*** Provided information Section Begins ***
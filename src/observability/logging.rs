//! Structured logging.
//!
//! `RUST_LOG` wins over the configured level; the format is pretty for
//! development and JSON for log shippers.

use tracing_subscriber::{layer::SubscriberExt, util::SubscriberInitExt, EnvFilter};

use crate::config::{LogFormat, ObservabilityConfig};

/// Filter used when neither `RUST_LOG` nor the config says otherwise.
fn default_directives(level: &str) -> String {
    format!("broker_relay={},tower_http={},lapin=warn", level, level)
}

/// Install the global subscriber. Call once, before anything logs.
pub fn init_logging(config: &ObservabilityConfig) {
    let filter = EnvFilter::try_from_default_env()
        .unwrap_or_else(|_| default_directives(&config.log_level).into());

    let registry = tracing_subscriber::registry().with(filter);
    match config.log_format {
        LogFormat::Pretty => registry.with(tracing_subscriber::fmt::layer()).init(),
        LogFormat::Json => registry
            .with(tracing_subscriber::fmt::layer().json().with_current_span(true))
            .init(),
    }
}

#[cfg(test)]
mod tests {
    use super::*;

    #[test]
    fn test_default_directives_parse() {
        let directives = default_directives("debug");
        assert_eq!(directives, "broker_relay=debug,tower_http=debug,lapin=warn");
        assert!(EnvFilter::try_new(directives).is_ok());
    }
}
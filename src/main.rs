//! Broker relay service.
//!
//! # Architecture Overview
//!
//! ```text
//!                      ┌──────────────────────────────────────────────────────┐
//!                      │                    BROKER RELAY                      │
//!                      │                                                      │
//!     Client Request   │  ┌───────────┐   ┌────────────┐   ┌──────────────┐   │
//!     ─────────────────┼─▶│  request  │──▶│ event_log  │──▶│    relay     │   │
//!                      │  │ corr. id  │   │ middleware │   │   handlers   │   │
//!                      │  └───────────┘   └─────┬──────┘   └──────┬───────┘   │
//!                      │                        │                 │           │
//!                      │                        ▼                 ▼           │
//!                      │                 ┌────────────┐   ┌──────────────┐   │
//!                      │                 │   events   │   │  publisher / │   │
//!                      │                 │   logger   │──▶│   consumer   │   │
//!                      │                 └────────────┘   └──────┬───────┘   │
//!                      │                                         │           │
//!                      │                                         ▼           │      ┌──────────┐
//!                      │                                  ┌──────────────┐   │      │  AMQP    │
//!                      │                                  │    broker    │───┼─────▶│  broker  │
//!                      │                                  │    handle    │   │      └──────────┘
//!                      │                                  └──────────────┘   │
//!                      └──────────────────────────────────────────────────────┘
//! ```

use std::net::SocketAddr;
use std::path::PathBuf;

use clap::Parser;
use tokio::net::TcpListener;

use broker_relay::config::load_config;
use broker_relay::lifecycle::signals::forward_signals;
use broker_relay::observability::{logging, metrics};
use broker_relay::Service;

#[derive(Parser)]
#[command(name = "broker-relay")]
#[command(about = "Message broker relay with request event logging", long_about = None)]
struct Args {
    /// Path to a TOML config file; defaults apply when omitted.
    #[arg(short, long, env = "BROKER_RELAY_CONFIG")]
    config: Option<PathBuf>,
}

#[tokio::main]
async fn main() -> Result<(), Box<dyn std::error::Error>> {
    let args = Args::parse();
    let config = load_config(args.config.as_deref())?;

    logging::init_logging(&config.observability);
    tracing::info!("broker-relay v{} starting", env!("CARGO_PKG_VERSION"));
    tracing::info!(
        bind_address = %config.listener.bind_address,
        backend = ?config.broker.backend,
        exchange = %config.broker.exchange,
        queue = %config.broker.queue,
        event_log = config.event_log.enabled,
        "Configuration loaded"
    );

    if config.observability.metrics_enabled {
        match config.observability.metrics_address.parse::<SocketAddr>() {
            Ok(addr) => metrics::init_metrics(addr),
            Err(e) => tracing::error!(
                metrics_address = %config.observability.metrics_address,
                error = %e,
                "Failed to parse metrics address"
            ),
        }
    }

    let listener = TcpListener::bind(&config.listener.bind_address).await?;
    tracing::info!(address = %listener.local_addr()?, "Listening for connections");

    let service = Service::build(config).await;
    tokio::spawn(forward_signals(service.shutdown()));
    service.run(listener).await?;

    tracing::info!("Shutdown complete");
    Ok(())
}
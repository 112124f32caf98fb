//! Pull-based consumption from the configured queue.
//!
//! # Design Decisions
//! - Depth is checked once per call; a drain takes at most the depth seen then
//! - Consumers in this process take turns through a mutex, other processes
//!   may still race, so a drain is a best-effort snapshot
//! - An empty queue is `None` / an empty vector, never an error

use std::sync::Arc;

use tokio::sync::Mutex;

use crate::broker::types::BrokerResult;
use crate::broker::MessageBroker;
use crate::observability::metrics;

/// Pulls and acknowledges messages from the bound queue.
#[derive(Debug)]
pub struct Consumer {
    broker: Arc<dyn MessageBroker>,
    turn: Mutex<()>,
}

impl Consumer {
    pub fn new(broker: Arc<dyn MessageBroker>) -> Self {
        Self {
            broker,
            turn: Mutex::new(()),
        }
    }

    /// Take the next message, if there is one.
    pub async fn pull(&self) -> BrokerResult<Option<String>> {
        let _turn = self.turn.lock().await;

        if self.broker.queue_depth().await? == 0 {
            return Ok(None);
        }
        let message = self.take_one().await?;
        if message.is_none() {
            tracing::debug!(
                queue = %self.broker.topology().queue,
                "Queue emptied between depth check and pull"
            );
        }
        Ok(message)
    }

    /// Take every message that was queued when the call started, oldest first.
    ///
    /// Each message is acknowledged as it is taken. If a later fetch fails,
    /// the error is returned and the messages already taken are lost: they
    /// have left the queue and are not handed back.
    pub async fn drain(&self) -> BrokerResult<Vec<String>> {
        let _turn = self.turn.lock().await;

        let depth = self.broker.queue_depth().await?;
        let mut messages = Vec::with_capacity(depth as usize);
        for _ in 0..depth {
            match self.take_one().await {
                Ok(Some(message)) => messages.push(message),
                Ok(None) => {}
                Err(e) => {
                    if !messages.is_empty() {
                        tracing::warn!(
                            queue = %self.broker.topology().queue,
                            lost = messages.len(),
                            error = %e,
                            "Drain failed after acknowledging messages"
                        );
                    }
                    return Err(e);
                }
            }
        }

        tracing::debug!(
            queue = %self.broker.topology().queue,
            observed_depth = depth,
            drained = messages.len(),
            "Queue drained"
        );
        Ok(messages)
    }

    /// Current queue depth.
    pub async fn depth(&self) -> BrokerResult<u32> {
        self.broker.queue_depth().await
    }

    async fn take_one(&self) -> BrokerResult<Option<String>> {
        let Some(payload) = self.broker.fetch_one().await? else {
            return Ok(None);
        };
        metrics::record_consumed(&self.broker.topology().queue);
        Ok(Some(match String::from_utf8(payload) {
            Ok(text) => text,
            Err(e) => String::from_utf8_lossy(e.as_bytes()).into_owned(),
        }))
    }
}
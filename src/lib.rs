//! Message broker relay with request event logging.

pub mod broker;
pub mod config;
pub mod events;
pub mod http;
pub mod lifecycle;
pub mod observability;

pub use config::schema::RelayConfig;
pub use http::HttpServer;
pub use lifecycle::{Service, Shutdown};
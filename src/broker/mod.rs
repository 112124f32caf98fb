//! Message broker subsystem.
//!
//! # Data Flow
//! ```text
//! BrokerConfig
//!     → connect() (amqp.rs or memory.rs, picked by backend)
//!     → Arc<dyn MessageBroker> (one handle per process)
//!     → publisher.rs (publish to the configured exchange, per Route)
//!     → consumer.rs (pull / drain the relay queue)
//! ```
//!
//! # Design Decisions
//! - The handle is owned and injected, never a global
//! - Exchange, queues and routing keys come from one `BrokerConfig`
//! - Event-log records have their own queue, so consumers only see relay messages
//! - Publishing shares the handle freely; consuming is serialized by `Consumer`
//! - No retry or reconnection: failures surface to the caller

pub mod amqp;
pub mod consumer;
pub mod memory;
pub mod publisher;
pub mod types;

use std::sync::Arc;

use async_trait::async_trait;

use crate::config::{BrokerBackend, BrokerConfig};

pub use amqp::AmqpBroker;
pub use consumer::Consumer;
pub use memory::InMemoryBroker;
pub use publisher::Publisher;
pub use types::{BrokerError, BrokerResult, Route, Topology};

/// Operations every broker backend provides.
#[async_trait]
pub trait MessageBroker: Send + Sync + std::fmt::Debug {
    /// Publish a payload to the bound exchange under `route`'s routing key.
    async fn publish(&self, route: Route, payload: &[u8]) -> BrokerResult<()>;

    /// Number of relay messages currently ready.
    async fn queue_depth(&self) -> BrokerResult<u32>;

    /// Take one relay message off the queue and acknowledge it.
    ///
    /// `None` when the queue turned out to be empty.
    async fn fetch_one(&self) -> BrokerResult<Option<Vec<u8>>>;

    /// Release the connection. Further operations fail.
    async fn close(&self) -> BrokerResult<()> {
        Ok(())
    }

    /// The exchange and queues this handle was set up with.
    fn topology(&self) -> &Topology;
}

/// Stand-in handle used when the broker could not be reached at startup.
#[derive(Debug)]
pub struct Disconnected {
    topology: Topology,
    reason: String,
}

impl Disconnected {
    pub fn new(topology: Topology, reason: impl Into<String>) -> Self {
        Self {
            topology,
            reason: reason.into(),
        }
    }

    fn error(&self) -> BrokerError {
        BrokerError::NotAvailable(self.reason.clone())
    }
}

#[async_trait]
impl MessageBroker for Disconnected {
    async fn publish(&self, _route: Route, _payload: &[u8]) -> BrokerResult<()> {
        Err(self.error())
    }

    async fn queue_depth(&self) -> BrokerResult<u32> {
        Err(self.error())
    }

    async fn fetch_one(&self) -> BrokerResult<Option<Vec<u8>>> {
        Err(self.error())
    }

    fn topology(&self) -> &Topology {
        &self.topology
    }
}

/// Set up the broker described by `config`.
///
/// Errors are returned as-is; see [`connect_or_disconnected`] for the
/// non-fatal startup path.
pub async fn connect(config: &BrokerConfig) -> BrokerResult<Arc<dyn MessageBroker>> {
    match config.backend {
        BrokerBackend::Amqp => Ok(Arc::new(AmqpBroker::connect(config).await?)),
        BrokerBackend::Memory => Ok(Arc::new(InMemoryBroker::new(Topology::from(config)))),
    }
}

/// Set up the broker, falling back to a [`Disconnected`] handle on failure.
///
/// Losing the broker must not take the process down; every later broker
/// operation reports the original connection failure instead.
pub async fn connect_or_disconnected(config: &BrokerConfig) -> Arc<dyn MessageBroker> {
    match connect(config).await {
        Ok(broker) => broker,
        Err(e) => {
            tracing::error!(
                error = %e,
                exchange = %config.exchange,
                queue = %config.queue,
                "Error setting up message broker; continuing without it"
            );
            Arc::new(Disconnected::new(Topology::from(config), e.to_string()))
        }
    }
}
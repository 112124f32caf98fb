//! Broker topology and error definitions.

use thiserror::Error;

use crate::config::BrokerConfig;

/// Routing key event-log records use unless configured otherwise.
pub const DEFAULT_EVENT_ROUTING_KEY: &str = "event_log";

/// Which binding a publish is routed to.
#[derive(Debug, Clone, Copy, PartialEq, Eq)]
pub enum Route {
    /// Relay messages, consumed from `Topology::queue`.
    Messages,
    /// Event-log records, kept apart in `Topology::event_queue`.
    Events,
}

/// Exchange and queues a broker handle is bound to.
///
/// Both queues hang off the same direct exchange under different routing
/// keys, so relay consumers never see event-log records.
#[derive(Debug, Clone, PartialEq, Eq)]
pub struct Topology {
    /// Durable exchange messages are published to.
    pub exchange: String,
    /// Durable queue holding relay messages.
    pub queue: String,
    /// Routing key binding `queue`.
    pub routing_key: String,
    /// Durable queue holding event-log records.
    pub event_queue: String,
    /// Routing key binding `event_queue`.
    pub event_routing_key: String,
}

impl Topology {
    /// Relay binding as given; the event binding defaults to
    /// `<queue>.events` under [`DEFAULT_EVENT_ROUTING_KEY`].
    pub fn new(
        exchange: impl Into<String>,
        queue: impl Into<String>,
        routing_key: impl Into<String>,
    ) -> Self {
        let queue = queue.into();
        Self {
            exchange: exchange.into(),
            event_queue: format!("{}.events", queue),
            event_routing_key: DEFAULT_EVENT_ROUTING_KEY.to_string(),
            queue,
            routing_key: routing_key.into(),
        }
    }

    pub fn with_event_route(
        mut self,
        event_queue: impl Into<String>,
        event_routing_key: impl Into<String>,
    ) -> Self {
        self.event_queue = event_queue.into();
        self.event_routing_key = event_routing_key.into();
        self
    }

    pub fn routing_key_for(&self, route: Route) -> &str {
        match route {
            Route::Messages => &self.routing_key,
            Route::Events => &self.event_routing_key,
        }
    }
}

impl From<&BrokerConfig> for Topology {
    fn from(config: &BrokerConfig) -> Self {
        Self::new(&config.exchange, &config.queue, &config.routing_key)
            .with_event_route(&config.event_queue, &config.event_routing_key)
    }
}

/// Errors that can occur during broker operations.
#[derive(Debug, Error)]
pub enum BrokerError {
    /// The AMQP client reported a connection, channel or protocol failure.
    #[error("AMQP error: {0}")]
    Amqp(#[from] lapin::Error),

    /// A broker operation did not complete in time.
    #[error("Broker operation '{operation}' timed out after {timeout_ms} ms")]
    Timeout {
        operation: &'static str,
        timeout_ms: u64,
    },

    /// No usable broker connection.
    #[error("Broker not available: {0}")]
    NotAvailable(String),

    /// The broker refused a publish it had been asked to confirm.
    #[error("Broker rejected message published to exchange '{exchange}'")]
    Rejected { exchange: String },

    /// A payload could not be encoded.
    #[error("Serialization error: {0}")]
    Serialization(#[from] serde_json::Error),
}

/// Result type for broker operations.
pub type BrokerResult<T> = Result<T, BrokerError>;

#[cfg(test)]
mod tests {
    use super::*;

    #[test]
    fn test_topology_from_config() {
        let config = BrokerConfig {
            exchange: "ex".into(),
            queue: "q".into(),
            ..BrokerConfig::default()
        };
        let topology = Topology::from(&config);
        assert_eq!(
            topology,
            Topology::new("ex", "q", "").with_event_route("rv1_sipia_4.events", "event_log")
        );
    }

    #[test]
    fn test_routes_use_distinct_keys() {
        let topology = Topology::new("ex", "q", "");
        assert_eq!(topology.event_queue, "q.events");
        assert_eq!(topology.routing_key_for(Route::Messages), "");
        assert_eq!(topology.routing_key_for(Route::Events), DEFAULT_EVENT_ROUTING_KEY);
    }

    #[test]
    fn test_error_display() {
        let err = BrokerError::Timeout {
            operation: "publish",
            timeout_ms: 250,
        };
        assert_eq!(
            err.to_string(),
            "Broker operation 'publish' timed out after 250 ms"
        );

        let err = BrokerError::NotAvailable("connection refused".into());
        assert_eq!(err.to_string(), "Broker not available: connection refused");

        let err = BrokerError::Rejected {
            exchange: "rv1_sipia_4".into(),
        };
        assert_eq!(
            err.to_string(),
            "Broker rejected message published to exchange 'rv1_sipia_4'"
        );
    }
}
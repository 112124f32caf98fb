//! Event logger: builds log records and publishes them.

use std::sync::Arc;

use crate::broker::{BrokerResult, Publisher};
use crate::events::record::{LogRecord, LogType, MonotonicClock};
use crate::observability::metrics;

/// Publishes structured log records on behalf of one application.
#[derive(Debug, Clone)]
pub struct EventLogger {
    publisher: Publisher,
    application_name: Arc<str>,
    clock: Arc<MonotonicClock>,
}

impl EventLogger {
    pub fn new(publisher: Publisher, application_name: impl Into<String>) -> Self {
        Self {
            publisher,
            application_name: Arc::from(application_name.into()),
            clock: Arc::new(MonotonicClock::new()),
        }
    }

    /// Build a record stamped with the current time.
    pub fn record(
        &self,
        log_type: LogType,
        url: &str,
        correlation_id: &str,
        message: impl Into<String>,
    ) -> LogRecord {
        LogRecord::new(
            self.clock.now(),
            log_type,
            url,
            correlation_id,
            self.application_name.as_ref(),
            message,
        )
    }

    /// Publish an already built record, propagating any failure.
    pub async fn publish(&self, record: &LogRecord) -> BrokerResult<()> {
        self.publisher.publish_json(record).await
    }

    /// Build and publish a record, propagating any failure.
    pub async fn try_log(
        &self,
        log_type: LogType,
        url: &str,
        correlation_id: &str,
        message: impl Into<String>,
    ) -> BrokerResult<()> {
        let record = self.record(log_type, url, correlation_id, message);
        self.publish(&record).await
    }

    /// Build and publish a record. Failures are reported locally and dropped.
    pub async fn log(
        &self,
        log_type: LogType,
        url: &str,
        correlation_id: &str,
        message: impl Into<String>,
    ) {
        if let Err(e) = self.try_log(log_type, url, correlation_id, message).await {
            metrics::record_event_log_failure();
            tracing::warn!(
                correlation_id = %correlation_id,
                url = %url,
                error = %e,
                "Error logging event"
            );
        }
    }

    pub fn application_name(&self) -> &str {
        &self.application_name
    }
}

#[cfg(test)]
mod tests {
    use super::*;
    use crate::broker::{InMemoryBroker, MessageBroker, Topology};

    fn setup() -> (Arc<InMemoryBroker>, EventLogger) {
        let broker = Arc::new(InMemoryBroker::new(Topology::new("ex", "q", "")));
        let logger = EventLogger::new(Publisher::new(broker.clone()), "Recommendation service");
        (broker, logger)
    }

    async fn next_record(broker: &InMemoryBroker) -> LogRecord {
        let payload = broker.fetch_one().await.unwrap().unwrap();
        serde_json::from_slice(&payload).unwrap()
    }

    #[tokio::test]
    async fn test_try_log_publishes_record() {
        let (broker, logger) = setup();
        logger
            .try_log(LogType::Warning, "/api/messages", "abc-123", "slow consumer")
            .await
            .unwrap();

        let record = next_record(&broker).await;
        assert_eq!(record.log_type(), &LogType::Warning);
        assert_eq!(record.url(), "/api/messages");
        assert_eq!(record.correlation_id(), "abc-123");
        assert_eq!(record.application_name(), "Recommendation service");
        assert_eq!(record.message(), "slow consumer");
    }

    #[tokio::test]
    async fn test_timestamps_non_decreasing() {
        let (broker, logger) = setup();
        for i in 0..20 {
            logger.log(LogType::Info, "/", "c", format!("event {}", i)).await;
        }

        let mut previous = None;
        for _ in 0..20 {
            let record = next_record(&broker).await;
            if let Some(prev) = previous {
                assert!(record.timestamp() >= prev);
            }
            previous = Some(record.timestamp());
        }
    }

    #[tokio::test]
    async fn test_log_swallows_failure() {
        let (broker, logger) = setup();
        broker.set_offline(true);

        // Must return normally.
        logger.log(LogType::Info, "/", "c", "dropped").await;
        assert!(logger.try_log(LogType::Info, "/", "c", "dropped").await.is_err());

        broker.set_offline(false);
        assert!(broker.is_empty());
    }
}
*** Provided information Section Ends ***
* Aim of the task *
From the entries above, copy each line that holds "propagating".

* Result of this exercise *
    /// Publish an already built record, propagating any failure.
    /// Build and publish a record, propagating any failure.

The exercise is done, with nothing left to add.